• _Instructions for the task_: In full and without alteration, write out the data below.

• _Exercise data_:
-- Opening Marker --

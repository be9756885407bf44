//! File fields and textarea line breaks.
//!
//! Run with: cargo run --example file_upload

use form_json::{to_writer, FormData, FormFile};
use std::error::Error;
use std::io::{self, Cursor, Write};

fn main() -> Result<(), Box<dyn Error>> {
    let mut form = FormData::new();
    form.append_text("title", "Quarterly report", "text");
    form.append_text("notes", "first line\nsecond line", "textarea");

    let file = FormFile::from_reader(
        "report.csv",
        "text/csv",
        Cursor::new("quarter,total\nQ1,42\n"),
    )?;
    form.append_file("attachments[]", file, "file");
    form.append_file(
        "attachments[]",
        FormFile::new("logo.png", "image/png", vec![0x89, b'P', b'N', b'G']),
        "file",
    );

    let stdout = io::stdout();
    let mut handle = stdout.lock();
    to_writer(&mut handle, &form)?;
    writeln!(handle)?;

    Ok(())
}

-- Closing Marker --

• _Exercise response_:
repository be9756885407bf44
//! File fields and textarea line breaks.
//!
//! Run with: cargo run --example file_upload

use form_json::{to_writer, FormData, FormFile};
use std::error::Error;
use std::io::{self, Cursor, Write};

fn main() -> Result<(), Box<dyn Error>> {
    let mut form = FormData::new();
    form.append_text("title", "Quarterly report", "text");
    form.append_text("notes", "first line\nsecond line", "textarea");

    let file = FormFile::from_reader(
        "report.csv",
        "text/csv",
        Cursor::new("quarter,total\nQ1,42\n"),
    )?;
    form.append_file("attachments[]", file, "file");
    form.append_file(
        "attachments[]",
        FormFile::new("logo.png", "image/png", vec![0x89, b'P', b'N', b'G']),
        "file",
    );

    let stdout = io::stdout();
    let mut handle = stdout.lock();
    to_writer(&mut handle, &form)?;
    writeln!(handle)?;

    Ok(())
}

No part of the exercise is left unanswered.